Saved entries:
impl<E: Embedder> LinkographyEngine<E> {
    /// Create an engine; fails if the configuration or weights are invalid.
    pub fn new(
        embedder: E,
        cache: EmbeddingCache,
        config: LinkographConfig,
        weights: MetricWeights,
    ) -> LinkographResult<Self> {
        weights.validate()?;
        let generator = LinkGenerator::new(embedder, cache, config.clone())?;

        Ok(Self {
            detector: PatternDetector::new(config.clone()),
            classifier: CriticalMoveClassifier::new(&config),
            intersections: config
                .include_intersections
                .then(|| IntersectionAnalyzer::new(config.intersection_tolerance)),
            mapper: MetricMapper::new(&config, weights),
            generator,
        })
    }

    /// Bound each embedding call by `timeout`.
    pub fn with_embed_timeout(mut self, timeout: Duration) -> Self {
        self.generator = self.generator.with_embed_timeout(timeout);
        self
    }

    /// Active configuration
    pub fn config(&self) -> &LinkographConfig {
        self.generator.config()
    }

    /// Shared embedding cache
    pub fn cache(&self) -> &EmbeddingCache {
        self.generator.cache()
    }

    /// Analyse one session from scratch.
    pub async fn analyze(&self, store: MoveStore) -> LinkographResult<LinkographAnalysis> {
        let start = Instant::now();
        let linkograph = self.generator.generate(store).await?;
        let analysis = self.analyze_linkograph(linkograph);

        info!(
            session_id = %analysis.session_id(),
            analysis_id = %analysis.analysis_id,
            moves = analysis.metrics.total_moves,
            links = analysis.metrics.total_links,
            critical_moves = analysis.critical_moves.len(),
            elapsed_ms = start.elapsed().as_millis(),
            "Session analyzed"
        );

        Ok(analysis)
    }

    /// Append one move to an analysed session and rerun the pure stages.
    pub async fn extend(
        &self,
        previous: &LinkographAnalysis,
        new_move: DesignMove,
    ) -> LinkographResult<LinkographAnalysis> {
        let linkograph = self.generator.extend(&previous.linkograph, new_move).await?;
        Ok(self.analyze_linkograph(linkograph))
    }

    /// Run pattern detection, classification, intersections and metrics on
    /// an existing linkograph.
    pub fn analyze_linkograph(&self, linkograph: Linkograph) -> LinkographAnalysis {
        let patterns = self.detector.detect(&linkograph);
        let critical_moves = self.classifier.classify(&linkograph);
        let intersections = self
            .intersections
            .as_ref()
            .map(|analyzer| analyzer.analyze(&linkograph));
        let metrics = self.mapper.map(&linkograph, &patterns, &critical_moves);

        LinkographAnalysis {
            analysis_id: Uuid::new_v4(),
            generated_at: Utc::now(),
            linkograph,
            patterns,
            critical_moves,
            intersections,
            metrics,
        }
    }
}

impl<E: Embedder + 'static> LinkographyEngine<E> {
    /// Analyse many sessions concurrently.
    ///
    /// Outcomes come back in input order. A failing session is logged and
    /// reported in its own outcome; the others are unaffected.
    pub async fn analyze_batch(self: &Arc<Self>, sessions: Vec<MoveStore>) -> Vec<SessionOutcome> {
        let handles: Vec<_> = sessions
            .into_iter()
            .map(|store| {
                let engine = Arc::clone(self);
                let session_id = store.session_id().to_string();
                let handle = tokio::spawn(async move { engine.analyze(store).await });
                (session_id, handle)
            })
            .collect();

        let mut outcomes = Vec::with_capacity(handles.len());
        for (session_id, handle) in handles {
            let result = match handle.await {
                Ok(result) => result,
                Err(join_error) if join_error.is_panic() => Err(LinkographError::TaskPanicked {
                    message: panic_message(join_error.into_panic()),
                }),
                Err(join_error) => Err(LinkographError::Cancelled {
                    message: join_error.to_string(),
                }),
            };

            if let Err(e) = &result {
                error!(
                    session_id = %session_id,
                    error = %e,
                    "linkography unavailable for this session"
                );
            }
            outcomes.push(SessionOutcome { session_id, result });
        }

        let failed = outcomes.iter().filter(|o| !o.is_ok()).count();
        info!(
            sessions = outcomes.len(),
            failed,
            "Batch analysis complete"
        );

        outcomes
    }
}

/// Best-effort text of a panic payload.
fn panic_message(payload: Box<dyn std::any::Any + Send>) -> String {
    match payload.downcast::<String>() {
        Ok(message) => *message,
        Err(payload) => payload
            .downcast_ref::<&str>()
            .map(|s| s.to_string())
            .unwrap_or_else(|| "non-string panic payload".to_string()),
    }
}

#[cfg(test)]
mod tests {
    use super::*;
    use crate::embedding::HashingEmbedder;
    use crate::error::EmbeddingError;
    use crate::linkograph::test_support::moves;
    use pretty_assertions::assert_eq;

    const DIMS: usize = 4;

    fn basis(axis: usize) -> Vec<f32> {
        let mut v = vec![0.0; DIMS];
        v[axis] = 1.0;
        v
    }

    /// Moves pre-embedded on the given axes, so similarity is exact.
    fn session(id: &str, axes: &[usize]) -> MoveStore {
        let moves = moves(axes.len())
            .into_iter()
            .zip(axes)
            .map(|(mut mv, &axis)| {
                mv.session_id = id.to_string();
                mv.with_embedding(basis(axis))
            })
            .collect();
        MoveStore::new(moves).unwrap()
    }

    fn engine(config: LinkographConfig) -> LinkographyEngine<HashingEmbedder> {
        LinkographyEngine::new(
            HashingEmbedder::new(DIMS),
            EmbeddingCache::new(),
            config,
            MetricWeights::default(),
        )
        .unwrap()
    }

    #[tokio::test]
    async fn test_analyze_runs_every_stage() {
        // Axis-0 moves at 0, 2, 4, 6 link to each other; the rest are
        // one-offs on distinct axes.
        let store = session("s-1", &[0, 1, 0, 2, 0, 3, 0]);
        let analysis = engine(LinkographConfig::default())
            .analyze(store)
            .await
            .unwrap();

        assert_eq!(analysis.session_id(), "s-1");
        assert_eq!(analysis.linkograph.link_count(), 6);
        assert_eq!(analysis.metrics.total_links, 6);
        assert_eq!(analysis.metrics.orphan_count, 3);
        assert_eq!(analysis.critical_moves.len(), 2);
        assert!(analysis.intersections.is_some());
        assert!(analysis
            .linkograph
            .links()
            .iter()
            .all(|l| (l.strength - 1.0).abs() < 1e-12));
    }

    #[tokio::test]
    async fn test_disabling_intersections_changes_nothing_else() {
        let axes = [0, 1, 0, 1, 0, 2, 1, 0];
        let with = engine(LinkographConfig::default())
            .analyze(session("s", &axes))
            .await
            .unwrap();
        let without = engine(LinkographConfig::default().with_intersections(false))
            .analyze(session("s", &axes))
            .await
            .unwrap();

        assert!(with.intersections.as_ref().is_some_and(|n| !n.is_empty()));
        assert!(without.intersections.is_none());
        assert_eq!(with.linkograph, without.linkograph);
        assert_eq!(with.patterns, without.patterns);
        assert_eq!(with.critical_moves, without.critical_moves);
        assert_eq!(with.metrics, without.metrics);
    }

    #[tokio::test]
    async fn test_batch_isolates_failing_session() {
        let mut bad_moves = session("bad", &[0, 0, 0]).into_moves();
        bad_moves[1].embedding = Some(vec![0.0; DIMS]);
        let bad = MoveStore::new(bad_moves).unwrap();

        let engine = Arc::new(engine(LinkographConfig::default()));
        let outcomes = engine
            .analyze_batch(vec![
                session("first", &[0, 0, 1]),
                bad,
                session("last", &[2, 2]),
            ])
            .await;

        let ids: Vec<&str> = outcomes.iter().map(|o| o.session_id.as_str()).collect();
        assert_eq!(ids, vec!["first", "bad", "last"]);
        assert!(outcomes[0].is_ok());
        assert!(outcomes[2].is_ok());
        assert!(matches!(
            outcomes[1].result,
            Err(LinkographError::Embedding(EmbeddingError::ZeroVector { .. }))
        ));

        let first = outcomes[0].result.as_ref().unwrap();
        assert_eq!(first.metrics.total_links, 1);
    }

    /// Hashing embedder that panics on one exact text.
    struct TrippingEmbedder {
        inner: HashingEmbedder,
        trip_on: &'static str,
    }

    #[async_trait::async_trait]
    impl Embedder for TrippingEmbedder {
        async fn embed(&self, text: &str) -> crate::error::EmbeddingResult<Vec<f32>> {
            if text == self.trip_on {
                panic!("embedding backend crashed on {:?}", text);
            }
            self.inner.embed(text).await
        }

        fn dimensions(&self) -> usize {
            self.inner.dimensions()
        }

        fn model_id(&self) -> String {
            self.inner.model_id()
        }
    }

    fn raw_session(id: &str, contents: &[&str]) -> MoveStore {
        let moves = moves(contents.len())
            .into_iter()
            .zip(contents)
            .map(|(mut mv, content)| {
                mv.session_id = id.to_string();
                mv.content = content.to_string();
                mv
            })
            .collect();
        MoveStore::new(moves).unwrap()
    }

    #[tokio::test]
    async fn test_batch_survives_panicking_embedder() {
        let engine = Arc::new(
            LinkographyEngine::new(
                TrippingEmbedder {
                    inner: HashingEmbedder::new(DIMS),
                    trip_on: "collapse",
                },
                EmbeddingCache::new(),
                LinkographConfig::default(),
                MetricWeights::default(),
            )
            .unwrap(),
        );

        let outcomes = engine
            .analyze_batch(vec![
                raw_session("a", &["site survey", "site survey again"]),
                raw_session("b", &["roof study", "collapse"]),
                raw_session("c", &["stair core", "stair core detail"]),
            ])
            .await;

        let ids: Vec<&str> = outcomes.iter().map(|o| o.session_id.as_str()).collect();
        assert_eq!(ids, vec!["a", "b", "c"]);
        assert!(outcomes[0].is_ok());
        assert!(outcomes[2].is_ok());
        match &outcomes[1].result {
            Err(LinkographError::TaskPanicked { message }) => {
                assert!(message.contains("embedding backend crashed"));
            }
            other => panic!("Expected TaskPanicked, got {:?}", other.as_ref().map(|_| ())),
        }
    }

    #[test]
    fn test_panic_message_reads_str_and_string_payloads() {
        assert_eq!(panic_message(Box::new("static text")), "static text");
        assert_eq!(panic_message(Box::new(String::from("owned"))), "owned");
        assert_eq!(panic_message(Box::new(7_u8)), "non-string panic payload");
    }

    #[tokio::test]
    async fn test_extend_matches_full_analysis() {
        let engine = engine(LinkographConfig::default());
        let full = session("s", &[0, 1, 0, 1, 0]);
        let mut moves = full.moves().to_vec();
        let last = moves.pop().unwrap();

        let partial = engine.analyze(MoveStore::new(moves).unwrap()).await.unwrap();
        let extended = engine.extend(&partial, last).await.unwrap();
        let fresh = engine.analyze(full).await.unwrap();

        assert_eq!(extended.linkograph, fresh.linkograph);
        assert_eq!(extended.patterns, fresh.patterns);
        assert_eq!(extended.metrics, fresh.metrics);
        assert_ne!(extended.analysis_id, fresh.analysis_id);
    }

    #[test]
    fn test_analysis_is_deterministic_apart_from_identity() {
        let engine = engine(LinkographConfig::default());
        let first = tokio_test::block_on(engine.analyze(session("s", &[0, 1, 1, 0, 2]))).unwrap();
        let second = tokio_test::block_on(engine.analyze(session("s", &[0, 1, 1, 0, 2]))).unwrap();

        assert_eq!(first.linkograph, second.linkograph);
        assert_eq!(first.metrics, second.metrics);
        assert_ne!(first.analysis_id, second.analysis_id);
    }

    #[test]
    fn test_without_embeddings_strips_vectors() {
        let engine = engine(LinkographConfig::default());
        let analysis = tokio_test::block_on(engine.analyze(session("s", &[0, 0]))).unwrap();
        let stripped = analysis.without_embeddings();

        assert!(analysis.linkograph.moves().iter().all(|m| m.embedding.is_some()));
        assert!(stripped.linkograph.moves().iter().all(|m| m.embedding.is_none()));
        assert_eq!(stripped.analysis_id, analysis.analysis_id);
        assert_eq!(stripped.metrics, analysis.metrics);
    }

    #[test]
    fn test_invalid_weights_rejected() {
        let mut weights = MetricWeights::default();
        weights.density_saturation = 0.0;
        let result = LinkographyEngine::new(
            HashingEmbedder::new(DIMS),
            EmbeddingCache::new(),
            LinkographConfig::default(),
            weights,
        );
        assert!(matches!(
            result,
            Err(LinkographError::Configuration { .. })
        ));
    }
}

> YOUR ASSIGNMENT: From the first line of the records above to the line that contains "pub fn cache(&self)", quote each line exactly.

> PROBLEM SOLUTION:
impl<E: Embedder> LinkographyEngine<E> {
    /// Create an engine; fails if the configuration or weights are invalid.
    pub fn new(
        embedder: E,
        cache: EmbeddingCache,
        config: LinkographConfig,
        weights: MetricWeights,
    ) -> LinkographResult<Self> {
        weights.validate()?;
        let generator = LinkGenerator::new(embedder, cache, config.clone())?;

        Ok(Self {
            detector: PatternDetector::new(config.clone()),
            classifier: CriticalMoveClassifier::new(&config),
            intersections: config
                .include_intersections
                .then(|| IntersectionAnalyzer::new(config.intersection_tolerance)),
            mapper: MetricMapper::new(&config, weights),
            generator,
        })
    }

    /// Bound each embedding call by `timeout`.
    pub fn with_embed_timeout(mut self, timeout: Duration) -> Self {
        self.generator = self.generator.with_embed_timeout(timeout);
        self
    }

    /// Active configuration
    pub fn config(&self) -> &LinkographConfig {
        self.generator.config()
    }

    /// Shared embedding cache
    pub fn cache(&self) -> &EmbeddingCache {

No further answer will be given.